Droit du travail

Des congés-modifications peuvent constituer un licenciement collectif

Très peu d’employeurs semblent conscients que la procédure de licenciement collectif peut s’appliquer en cas de congé-modification. Lorsqu’un employeur entend modifier de manière unilatérale et significative le contrat d’un ou plusieurs de ses employés, il a recours au procédé du congé-modification.


Beaucoup d’employeurs savent aujourd’hui que ce procédé est licite si les conditions suivantes sont remplies :
– La modification proposée ne doit entrer en vigueur qu’à l’échéance du délai de congé du ou des employés concernés.
Ainsi, si plusieurs employés, ayant des délais de congé différents, sont concernés par la modification, et même si celle-ci est identique pour tous, elle entrera en vigueur pour chacun à un moment différent mais impérativement à la fin du délai de congé de chacun.
De plus, si l’employé refuse la modification et est licencié, pendant le délai de congé ce sont impérativement les conditions actuelles du contrat de travail qui doivent s’appliquer et non les conditions modifiées souhaitées par l’employeur mais refusées par l’employé.
– La modification doit être nécessaire ou opportune en raison de la marche l’entreprise ou en raison du marché.


Si ces conditions sont remplies, le congé-modification est licite. L’employé qui refuse la modification et est licencié à la fin de son congé ne peut alors pas se prévaloir d’un « congé-représailles ».


Ce que beaucoup d’employeurs ne savent pas, c’est que la procédure à suivre en cas de licenciement collectif peut s’appliquer en cas de congé-modification si le nombre d’employés concernés atteint les seuils de l’article 335d CO.

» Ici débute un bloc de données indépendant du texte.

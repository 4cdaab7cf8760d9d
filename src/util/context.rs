//! Global context for Keel operations.
//!
//! Provides centralized access to the working directory, workspace root
//! discovery, configuration paths, and verbosity.

use std::path::{Path, PathBuf};

use anyhow::{Context, Result};

use crate::core::build_file::{find_build_file, LoadError};
use crate::util::config::{self, load_config, Config};

/// Global context containing configuration and paths.
#[derive(Debug, Clone)]
pub struct GlobalContext {
    /// Current working directory
    cwd: PathBuf,

    /// Explicit workspace root (`--root`), skipping discovery
    root: Option<PathBuf>,

    /// Whether to use verbose output
    verbose: bool,
}

impl GlobalContext {
    /// Create a new GlobalContext for the current directory.
    pub fn new() -> Result<Self> {
        let cwd = std::env::current_dir().context("failed to get current directory")?;
        Ok(Self::with_cwd(cwd))
    }

    /// Create a GlobalContext with a specific working directory.
    pub fn with_cwd(cwd: PathBuf) -> Self {
        GlobalContext {
            cwd,
            root: None,
            verbose: false,
        }
    }

    /// Use an explicit workspace root instead of searching for one.
    pub fn with_root(mut self, root: Option<PathBuf>) -> Self {
        self.root = root.map(|r| {
            if r.is_absolute() {
                r
            } else {
                self.cwd.join(r)
            }
        });
        self
    }

    /// Set verbose mode.
    pub fn set_verbose(&mut self, verbose: bool) {
        self.verbose = verbose;
    }

    /// Check if verbose mode is enabled.
    pub fn is_verbose(&self) -> bool {
        self.verbose
    }

    /// Find the workspace root.
    ///
    /// Starting at the working directory and walking upward, the root is the
    /// nearest directory whose build file has a `[workspace]` table.
    pub fn find_workspace_root(&self) -> Result<PathBuf, LoadError> {
        if let Some(root) = &self.root {
            find_build_file(root)?;
            return Ok(root.clone());
        }

        let mut current = self.cwd.clone();
        loop {
            match find_build_file(&current) {
                Ok(path) => {
                    if declares_workspace(&path)? {
                        tracing::debug!("workspace root: {}", current.display());
                        return Ok(current);
                    }
                }
                Err(LoadError::NotFound { .. }) => {}
                Err(e) => return Err(e),
            }

            if !current.pop() {
                return Err(LoadError::NotFound {
                    dir: self.cwd.clone(),
                });
            }
        }
    }

    /// Load the merged global and project configuration for a workspace.
    pub fn load_config(&self, root: &Path) -> Config {
        let global = config::global_config_path();
        load_config(global.as_deref(), &config::project_config_path(root))
    }

    /// The package path of the working directory relative to `root`, if inside it.
    pub fn current_package(&self, root: &Path) -> Option<String> {
        let cwd = crate::util::fs::normalize_path(&self.cwd);
        let root = crate::util::fs::normalize_path(root);
        let rel = cwd.strip_prefix(&root).ok()?;
        Some(crate::util::fs::to_package_path(rel))
    }
}

fn declares_workspace(path: &Path) -> Result<bool, LoadError> {
    let content = std::fs::read_to_string(path).map_err(|source| LoadError::Io {
        path: path.to_path_buf(),
        source,
    })?;
    let table: toml::Table =
        toml::from_str(&content).map_err(|source| LoadError::parse(path, &content, source))?;
    Ok(table.contains_key("workspace"))
}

Ces seuils sont les suivants :
– égal à 10 dans les établissements employant habituellement plus de 20 et moins de 100 travailleurs;
– de 10 % du nombre des travailleurs dans les établissements employant habituellement au moins 100 et moins de 300 travailleurs;
– égal à 30 dans les établissements employant habituellement au moins 300 travailleurs.


Lorsque l’employeur a recours au procédé de congé-modification, il a le choix entre deux manières de faire. Il peut choisir ce que l’on appelle le « congé-modification au sens strict » ou ce que l’on appelle le « congé-modification au sens large ».


Le congé-modification au sens strict consiste à résilier d’emblée le contrat de l’employé pour l’échéance du délai de congé mais, en même temps et souvent dans la même lettre, à proposer la conclusion d’un nouveau contrat ou d’un contrat modifié qui prendra effet à la fin du délai de congé.


En d’autres termes, le contrat de travail de l’employé est d’emblée résilié sauf s’il accepte le nouveau contrat de travail.


Dans la mesure où le contrat est d’ores et déjà résilié, si les seuils de l’article 335d CO sont atteints, l’employeur est obligé, de par la loi, de suivre la procédure de licenciement collectif des articles 335d et suivants avec les désavantages que cela peut engendrer.


Le congé-modification au sens large consiste à d’abord proposer une modification du contrat de travail à l’employé devant prendre effet à l’échéance du délai de congé. Un délai raisonnable pour qu’il se détermine doit alors lui être fixé. Les auteurs suisses et la jurisprudence considèrent qu’un délai de 10 à 15 jours est raisonnable.


Dans cette situation, le contrat de travail n’est pas d’emblée résilié. C’est alors uniquement dans un second temps et si l’employé refuse la modification que son contrat de travail sera résilié, bien évidemment en respectant le délai de congé.


En procédant de la sorte, la procédure de licenciement collectif peut être évitée si le nombre d’employés qui refusent les modifications, et donc qui sont finalement licenciés, n’atteint pas les seuils de l’article 335d CO.


Il va cependant sans dire que si ces seuils sont malgré tout atteints, les articles 335d et suivants du CO s’appliqueront alors quand même.


Par expérience cependant, un nombre important d’employés préfère accepter des modifications de leur contrat de travail, même si ces modifications sont peut-être moins avantageuses, et conserver ainsi la garantie de leur emploi plutôt que de prendre le risque de se voir licencier.


Ainsi, si un employeur doit avoir recours au procédé de congé-modification et si les seuils de l’article 335d CO peuvent être atteints, le choix du « congé-modification au sens large » semble plus prudent et peut peut-être éviter de devoir appliquer d’emblée la procédure de licenciement collectif alors que finalement le nombre d’employés effectivement licenciés sera peut-être en-dessous des seuils de l’article 335d CO.



Auteur : Sandra Gerber, avocate (28.09.15).